**Your task:** For the entries below, repeat exactly each line starting with the one that contains "max_lat = max_lat.max(p.lat);" and going on through the one that contains "let theta = y.atan2(x).to_degrees();", and no others.

**Records from a collection:**
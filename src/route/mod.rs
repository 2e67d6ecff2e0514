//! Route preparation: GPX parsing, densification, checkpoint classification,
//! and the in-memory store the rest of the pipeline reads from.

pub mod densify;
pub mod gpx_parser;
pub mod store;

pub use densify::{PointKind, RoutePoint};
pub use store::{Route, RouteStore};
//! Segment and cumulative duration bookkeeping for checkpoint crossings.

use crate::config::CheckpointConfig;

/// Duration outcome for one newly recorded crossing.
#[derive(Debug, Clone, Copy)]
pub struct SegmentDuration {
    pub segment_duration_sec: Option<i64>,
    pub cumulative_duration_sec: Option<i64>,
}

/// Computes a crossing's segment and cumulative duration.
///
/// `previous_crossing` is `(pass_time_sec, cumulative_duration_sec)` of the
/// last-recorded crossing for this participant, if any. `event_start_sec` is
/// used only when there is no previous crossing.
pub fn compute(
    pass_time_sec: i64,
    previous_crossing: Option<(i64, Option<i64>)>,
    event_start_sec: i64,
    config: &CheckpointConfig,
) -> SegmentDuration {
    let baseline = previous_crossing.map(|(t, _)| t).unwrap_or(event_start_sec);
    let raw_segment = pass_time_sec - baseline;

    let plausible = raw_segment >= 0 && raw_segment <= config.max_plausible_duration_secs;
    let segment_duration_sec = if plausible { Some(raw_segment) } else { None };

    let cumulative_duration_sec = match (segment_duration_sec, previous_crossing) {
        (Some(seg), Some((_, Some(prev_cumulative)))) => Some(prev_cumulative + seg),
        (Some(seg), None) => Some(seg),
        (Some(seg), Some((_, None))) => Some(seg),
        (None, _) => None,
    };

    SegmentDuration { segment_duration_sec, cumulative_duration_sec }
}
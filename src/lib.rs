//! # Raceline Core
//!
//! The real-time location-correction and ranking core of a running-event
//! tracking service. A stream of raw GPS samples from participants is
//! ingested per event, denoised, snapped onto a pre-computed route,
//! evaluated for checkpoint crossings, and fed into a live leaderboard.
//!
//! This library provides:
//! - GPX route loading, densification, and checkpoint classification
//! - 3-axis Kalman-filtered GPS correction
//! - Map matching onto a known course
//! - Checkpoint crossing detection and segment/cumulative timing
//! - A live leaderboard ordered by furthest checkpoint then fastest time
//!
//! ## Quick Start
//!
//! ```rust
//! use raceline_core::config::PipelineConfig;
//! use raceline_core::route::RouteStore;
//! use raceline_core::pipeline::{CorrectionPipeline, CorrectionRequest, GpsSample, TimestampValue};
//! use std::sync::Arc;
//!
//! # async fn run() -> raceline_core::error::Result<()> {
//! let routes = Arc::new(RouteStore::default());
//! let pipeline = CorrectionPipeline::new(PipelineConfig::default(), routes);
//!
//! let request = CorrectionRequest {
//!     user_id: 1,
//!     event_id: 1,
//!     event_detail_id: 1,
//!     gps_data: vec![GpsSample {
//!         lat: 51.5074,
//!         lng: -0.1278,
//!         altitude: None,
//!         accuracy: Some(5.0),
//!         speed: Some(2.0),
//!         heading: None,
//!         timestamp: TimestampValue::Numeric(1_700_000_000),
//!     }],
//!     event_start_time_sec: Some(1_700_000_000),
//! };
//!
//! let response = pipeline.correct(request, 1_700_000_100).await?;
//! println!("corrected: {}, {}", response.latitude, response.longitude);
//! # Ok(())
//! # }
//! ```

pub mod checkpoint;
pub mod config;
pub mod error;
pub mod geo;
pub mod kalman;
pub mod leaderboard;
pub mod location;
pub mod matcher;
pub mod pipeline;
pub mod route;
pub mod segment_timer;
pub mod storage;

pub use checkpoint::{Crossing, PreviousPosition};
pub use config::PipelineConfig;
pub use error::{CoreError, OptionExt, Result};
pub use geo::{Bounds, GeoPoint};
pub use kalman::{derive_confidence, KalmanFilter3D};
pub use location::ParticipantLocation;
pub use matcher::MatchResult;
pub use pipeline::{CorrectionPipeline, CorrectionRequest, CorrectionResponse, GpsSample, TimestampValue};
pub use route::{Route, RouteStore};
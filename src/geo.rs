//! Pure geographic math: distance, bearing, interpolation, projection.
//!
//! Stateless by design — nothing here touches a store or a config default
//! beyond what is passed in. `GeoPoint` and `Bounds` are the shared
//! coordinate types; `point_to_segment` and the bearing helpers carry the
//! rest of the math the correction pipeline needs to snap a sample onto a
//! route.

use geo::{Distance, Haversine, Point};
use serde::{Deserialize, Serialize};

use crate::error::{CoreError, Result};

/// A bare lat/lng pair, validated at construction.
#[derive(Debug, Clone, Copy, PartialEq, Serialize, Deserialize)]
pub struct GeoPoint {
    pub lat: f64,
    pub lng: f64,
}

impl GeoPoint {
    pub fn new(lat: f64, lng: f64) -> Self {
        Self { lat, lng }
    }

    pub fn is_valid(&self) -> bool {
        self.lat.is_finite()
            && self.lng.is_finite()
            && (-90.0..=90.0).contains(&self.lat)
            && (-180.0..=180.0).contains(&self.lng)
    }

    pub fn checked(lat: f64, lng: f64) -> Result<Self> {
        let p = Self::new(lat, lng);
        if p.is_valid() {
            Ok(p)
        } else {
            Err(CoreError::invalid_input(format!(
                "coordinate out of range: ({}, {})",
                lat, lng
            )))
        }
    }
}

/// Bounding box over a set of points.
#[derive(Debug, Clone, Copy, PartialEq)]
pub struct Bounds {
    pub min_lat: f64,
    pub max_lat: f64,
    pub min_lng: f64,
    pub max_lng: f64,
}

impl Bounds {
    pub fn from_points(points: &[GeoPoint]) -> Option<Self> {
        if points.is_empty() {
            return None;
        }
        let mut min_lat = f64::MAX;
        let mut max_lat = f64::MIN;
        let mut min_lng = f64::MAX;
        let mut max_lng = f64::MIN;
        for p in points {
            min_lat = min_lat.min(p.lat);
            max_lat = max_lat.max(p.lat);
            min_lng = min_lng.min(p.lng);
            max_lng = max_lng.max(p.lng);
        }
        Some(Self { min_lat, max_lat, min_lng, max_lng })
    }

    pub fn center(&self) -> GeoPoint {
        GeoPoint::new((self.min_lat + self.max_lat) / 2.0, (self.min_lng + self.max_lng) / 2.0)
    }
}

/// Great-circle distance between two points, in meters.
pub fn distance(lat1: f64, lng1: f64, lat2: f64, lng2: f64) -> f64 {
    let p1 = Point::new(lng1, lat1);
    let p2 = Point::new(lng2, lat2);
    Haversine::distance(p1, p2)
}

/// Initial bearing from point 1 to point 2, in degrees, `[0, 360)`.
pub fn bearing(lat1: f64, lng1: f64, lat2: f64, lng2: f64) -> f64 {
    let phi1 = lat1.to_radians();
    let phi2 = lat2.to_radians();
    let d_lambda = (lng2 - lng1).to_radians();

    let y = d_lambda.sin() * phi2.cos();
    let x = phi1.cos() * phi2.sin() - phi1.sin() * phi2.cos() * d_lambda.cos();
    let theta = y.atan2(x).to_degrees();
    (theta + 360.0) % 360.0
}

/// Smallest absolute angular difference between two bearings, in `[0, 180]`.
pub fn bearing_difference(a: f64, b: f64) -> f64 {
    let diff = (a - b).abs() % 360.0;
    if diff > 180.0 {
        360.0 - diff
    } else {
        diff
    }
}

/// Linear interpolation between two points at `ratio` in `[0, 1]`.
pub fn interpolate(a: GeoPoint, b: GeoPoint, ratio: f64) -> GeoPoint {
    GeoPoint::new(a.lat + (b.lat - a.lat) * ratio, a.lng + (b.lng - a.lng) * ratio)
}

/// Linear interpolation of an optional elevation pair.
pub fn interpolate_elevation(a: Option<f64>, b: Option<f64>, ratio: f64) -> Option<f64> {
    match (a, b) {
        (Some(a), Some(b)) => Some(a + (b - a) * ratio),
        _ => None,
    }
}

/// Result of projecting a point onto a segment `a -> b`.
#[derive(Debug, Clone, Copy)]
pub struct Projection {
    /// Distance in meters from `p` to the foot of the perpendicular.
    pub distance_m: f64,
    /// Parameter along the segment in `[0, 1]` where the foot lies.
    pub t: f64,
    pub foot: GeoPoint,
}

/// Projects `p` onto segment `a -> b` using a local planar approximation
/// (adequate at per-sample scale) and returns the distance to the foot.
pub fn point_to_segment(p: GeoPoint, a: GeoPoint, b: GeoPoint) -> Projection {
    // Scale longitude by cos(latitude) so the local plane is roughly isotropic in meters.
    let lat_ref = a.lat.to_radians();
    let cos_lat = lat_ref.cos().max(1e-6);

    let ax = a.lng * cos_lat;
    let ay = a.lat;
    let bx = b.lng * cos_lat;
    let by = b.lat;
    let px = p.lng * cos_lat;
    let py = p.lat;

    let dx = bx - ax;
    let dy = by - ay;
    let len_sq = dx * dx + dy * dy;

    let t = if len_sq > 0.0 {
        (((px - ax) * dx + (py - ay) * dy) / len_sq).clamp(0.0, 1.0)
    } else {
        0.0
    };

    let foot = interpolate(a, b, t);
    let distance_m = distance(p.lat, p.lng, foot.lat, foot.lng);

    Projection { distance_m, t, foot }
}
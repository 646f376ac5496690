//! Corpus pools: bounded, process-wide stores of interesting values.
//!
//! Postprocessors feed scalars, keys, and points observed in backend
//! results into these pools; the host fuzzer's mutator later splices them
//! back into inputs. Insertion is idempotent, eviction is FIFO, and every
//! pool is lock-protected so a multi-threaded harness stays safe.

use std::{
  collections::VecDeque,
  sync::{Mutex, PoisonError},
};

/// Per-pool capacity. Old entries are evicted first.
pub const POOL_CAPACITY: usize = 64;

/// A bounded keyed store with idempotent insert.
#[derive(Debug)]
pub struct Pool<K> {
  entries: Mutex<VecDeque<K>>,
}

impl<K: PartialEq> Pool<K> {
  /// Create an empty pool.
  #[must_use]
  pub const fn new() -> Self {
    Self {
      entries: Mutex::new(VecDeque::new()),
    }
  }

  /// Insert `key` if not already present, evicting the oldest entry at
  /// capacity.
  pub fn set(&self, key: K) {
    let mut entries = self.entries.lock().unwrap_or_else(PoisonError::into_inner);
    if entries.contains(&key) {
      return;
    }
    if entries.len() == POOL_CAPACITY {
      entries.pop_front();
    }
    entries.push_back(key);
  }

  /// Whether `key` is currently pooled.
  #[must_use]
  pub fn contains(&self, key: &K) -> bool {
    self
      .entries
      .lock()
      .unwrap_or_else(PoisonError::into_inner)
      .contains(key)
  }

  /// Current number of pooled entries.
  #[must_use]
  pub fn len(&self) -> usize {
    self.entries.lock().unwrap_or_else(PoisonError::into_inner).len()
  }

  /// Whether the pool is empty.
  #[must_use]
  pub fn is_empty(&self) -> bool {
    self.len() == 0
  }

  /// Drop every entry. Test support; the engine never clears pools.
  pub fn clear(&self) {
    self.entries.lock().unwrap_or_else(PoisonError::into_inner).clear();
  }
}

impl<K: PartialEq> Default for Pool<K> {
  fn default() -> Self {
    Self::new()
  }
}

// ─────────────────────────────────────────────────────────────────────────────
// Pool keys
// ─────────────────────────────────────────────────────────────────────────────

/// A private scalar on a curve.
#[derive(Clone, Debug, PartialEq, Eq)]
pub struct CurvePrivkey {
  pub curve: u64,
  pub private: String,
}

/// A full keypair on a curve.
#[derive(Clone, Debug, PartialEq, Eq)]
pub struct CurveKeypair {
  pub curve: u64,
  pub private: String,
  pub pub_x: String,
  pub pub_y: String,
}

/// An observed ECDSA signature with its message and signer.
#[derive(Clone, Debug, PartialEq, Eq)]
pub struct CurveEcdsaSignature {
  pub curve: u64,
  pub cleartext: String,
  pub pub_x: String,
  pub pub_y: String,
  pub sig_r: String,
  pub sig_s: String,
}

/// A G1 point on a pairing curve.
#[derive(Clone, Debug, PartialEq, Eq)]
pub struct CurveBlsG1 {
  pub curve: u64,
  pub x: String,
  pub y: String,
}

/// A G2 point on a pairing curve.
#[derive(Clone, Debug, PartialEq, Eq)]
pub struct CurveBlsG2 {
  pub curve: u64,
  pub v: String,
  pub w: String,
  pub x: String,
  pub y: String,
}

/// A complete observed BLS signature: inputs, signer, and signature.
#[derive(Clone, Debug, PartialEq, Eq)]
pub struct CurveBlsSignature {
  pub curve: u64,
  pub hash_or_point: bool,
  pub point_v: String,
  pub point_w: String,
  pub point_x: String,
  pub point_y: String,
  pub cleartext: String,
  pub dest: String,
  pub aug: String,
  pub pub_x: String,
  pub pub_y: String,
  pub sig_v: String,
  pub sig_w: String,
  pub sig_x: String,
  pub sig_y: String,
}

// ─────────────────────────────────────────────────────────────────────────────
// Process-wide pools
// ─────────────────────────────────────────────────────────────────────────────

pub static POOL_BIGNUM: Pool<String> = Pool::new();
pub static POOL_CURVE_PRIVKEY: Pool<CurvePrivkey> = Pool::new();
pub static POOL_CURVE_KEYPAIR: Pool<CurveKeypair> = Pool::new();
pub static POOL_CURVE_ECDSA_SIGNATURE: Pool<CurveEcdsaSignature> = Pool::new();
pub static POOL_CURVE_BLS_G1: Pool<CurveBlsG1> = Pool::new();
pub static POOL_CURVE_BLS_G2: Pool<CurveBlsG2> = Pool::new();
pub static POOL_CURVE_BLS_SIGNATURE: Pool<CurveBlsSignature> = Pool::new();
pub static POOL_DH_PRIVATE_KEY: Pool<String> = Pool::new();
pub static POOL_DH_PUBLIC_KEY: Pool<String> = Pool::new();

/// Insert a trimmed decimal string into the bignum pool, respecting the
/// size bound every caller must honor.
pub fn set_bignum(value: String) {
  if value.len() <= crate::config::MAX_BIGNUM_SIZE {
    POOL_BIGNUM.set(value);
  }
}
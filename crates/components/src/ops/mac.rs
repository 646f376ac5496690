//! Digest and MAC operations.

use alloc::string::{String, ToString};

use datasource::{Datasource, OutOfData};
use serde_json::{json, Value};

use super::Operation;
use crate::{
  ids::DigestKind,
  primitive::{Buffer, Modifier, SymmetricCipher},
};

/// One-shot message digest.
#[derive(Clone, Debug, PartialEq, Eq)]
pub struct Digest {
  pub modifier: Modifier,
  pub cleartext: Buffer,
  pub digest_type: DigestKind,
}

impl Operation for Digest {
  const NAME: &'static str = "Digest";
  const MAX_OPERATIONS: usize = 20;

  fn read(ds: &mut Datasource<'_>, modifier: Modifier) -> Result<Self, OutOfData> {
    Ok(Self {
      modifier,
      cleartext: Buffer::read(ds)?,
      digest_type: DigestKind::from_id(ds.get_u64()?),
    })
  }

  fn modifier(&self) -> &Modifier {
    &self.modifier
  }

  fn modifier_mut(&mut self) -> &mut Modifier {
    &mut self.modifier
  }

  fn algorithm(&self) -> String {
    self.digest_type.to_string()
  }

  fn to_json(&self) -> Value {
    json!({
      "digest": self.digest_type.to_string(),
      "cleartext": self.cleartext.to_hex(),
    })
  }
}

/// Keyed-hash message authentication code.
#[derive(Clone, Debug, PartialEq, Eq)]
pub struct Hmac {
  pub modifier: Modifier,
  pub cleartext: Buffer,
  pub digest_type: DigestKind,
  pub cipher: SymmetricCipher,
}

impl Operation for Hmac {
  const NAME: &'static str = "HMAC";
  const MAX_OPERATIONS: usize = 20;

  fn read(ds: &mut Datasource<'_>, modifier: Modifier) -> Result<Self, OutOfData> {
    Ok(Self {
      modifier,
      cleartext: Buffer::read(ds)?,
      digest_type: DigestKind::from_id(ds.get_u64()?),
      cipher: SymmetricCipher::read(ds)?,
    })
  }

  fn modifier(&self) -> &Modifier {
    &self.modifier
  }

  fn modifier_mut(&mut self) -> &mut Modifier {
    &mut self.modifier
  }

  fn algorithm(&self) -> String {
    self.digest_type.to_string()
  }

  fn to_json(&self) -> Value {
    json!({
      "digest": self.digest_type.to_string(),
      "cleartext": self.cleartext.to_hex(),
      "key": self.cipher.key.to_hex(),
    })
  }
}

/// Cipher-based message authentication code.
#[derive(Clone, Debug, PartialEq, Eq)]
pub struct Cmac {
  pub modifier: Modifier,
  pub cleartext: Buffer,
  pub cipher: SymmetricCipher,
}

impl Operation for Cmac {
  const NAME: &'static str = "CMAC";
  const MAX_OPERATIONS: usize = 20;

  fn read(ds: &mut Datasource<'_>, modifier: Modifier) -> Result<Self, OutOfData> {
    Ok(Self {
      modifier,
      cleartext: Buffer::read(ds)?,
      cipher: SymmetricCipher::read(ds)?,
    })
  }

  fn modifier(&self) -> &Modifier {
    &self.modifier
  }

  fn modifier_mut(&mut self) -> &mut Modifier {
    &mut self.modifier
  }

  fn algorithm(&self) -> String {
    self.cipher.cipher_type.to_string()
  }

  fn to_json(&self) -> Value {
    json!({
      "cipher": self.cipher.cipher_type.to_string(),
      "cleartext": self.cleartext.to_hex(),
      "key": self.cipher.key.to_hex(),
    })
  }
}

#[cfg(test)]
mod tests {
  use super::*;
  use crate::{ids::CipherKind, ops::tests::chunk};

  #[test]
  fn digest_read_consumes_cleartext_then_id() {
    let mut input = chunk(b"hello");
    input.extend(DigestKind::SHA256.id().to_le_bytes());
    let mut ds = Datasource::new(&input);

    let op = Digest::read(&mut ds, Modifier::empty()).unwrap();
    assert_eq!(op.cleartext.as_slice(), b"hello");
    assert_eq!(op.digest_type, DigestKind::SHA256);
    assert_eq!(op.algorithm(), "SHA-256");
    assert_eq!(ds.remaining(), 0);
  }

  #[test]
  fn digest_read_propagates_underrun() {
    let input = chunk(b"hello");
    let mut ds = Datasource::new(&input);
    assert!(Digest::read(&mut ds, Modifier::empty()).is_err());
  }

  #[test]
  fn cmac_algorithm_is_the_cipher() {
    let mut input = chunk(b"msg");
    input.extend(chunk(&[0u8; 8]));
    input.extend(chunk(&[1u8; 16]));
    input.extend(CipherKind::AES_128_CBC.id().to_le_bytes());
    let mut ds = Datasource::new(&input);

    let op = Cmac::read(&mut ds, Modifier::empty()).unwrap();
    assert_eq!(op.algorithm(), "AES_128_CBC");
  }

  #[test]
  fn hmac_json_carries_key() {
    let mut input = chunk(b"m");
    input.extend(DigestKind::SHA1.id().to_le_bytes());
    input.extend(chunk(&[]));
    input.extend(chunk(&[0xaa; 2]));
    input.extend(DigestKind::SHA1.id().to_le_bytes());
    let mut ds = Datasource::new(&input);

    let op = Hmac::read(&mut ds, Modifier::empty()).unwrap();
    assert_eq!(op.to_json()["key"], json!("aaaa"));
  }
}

**Worked solution:**
            max_lat = max_lat.max(p.lat);
            min_lng = min_lng.min(p.lng);
            max_lng = max_lng.max(p.lng);
        }
        Some(Self { min_lat, max_lat, min_lng, max_lng })
    }

    pub fn center(&self) -> GeoPoint {
        GeoPoint::new((self.min_lat + self.max_lat) / 2.0, (self.min_lng + self.max_lng) / 2.0)
    }
}

/// Great-circle distance between two points, in meters.
pub fn distance(lat1: f64, lng1: f64, lat2: f64, lng2: f64) -> f64 {
    let p1 = Point::new(lng1, lat1);
    let p2 = Point::new(lng2, lat2);
    Haversine::distance(p1, p2)
}

/// Initial bearing from point 1 to point 2, in degrees, `[0, 360)`.
pub fn bearing(lat1: f64, lng1: f64, lat2: f64, lng2: f64) -> f64 {
    let phi1 = lat1.to_radians();
    let phi2 = lat2.to_radians();
    let d_lambda = (lng2 - lng1).to_radians();

    let y = d_lambda.sin() * phi2.cos();
    let x = phi1.cos() * phi2.sin() - phi1.sin() * phi2.cos() * d_lambda.cos();
    let theta = y.atan2(x).to_degrees();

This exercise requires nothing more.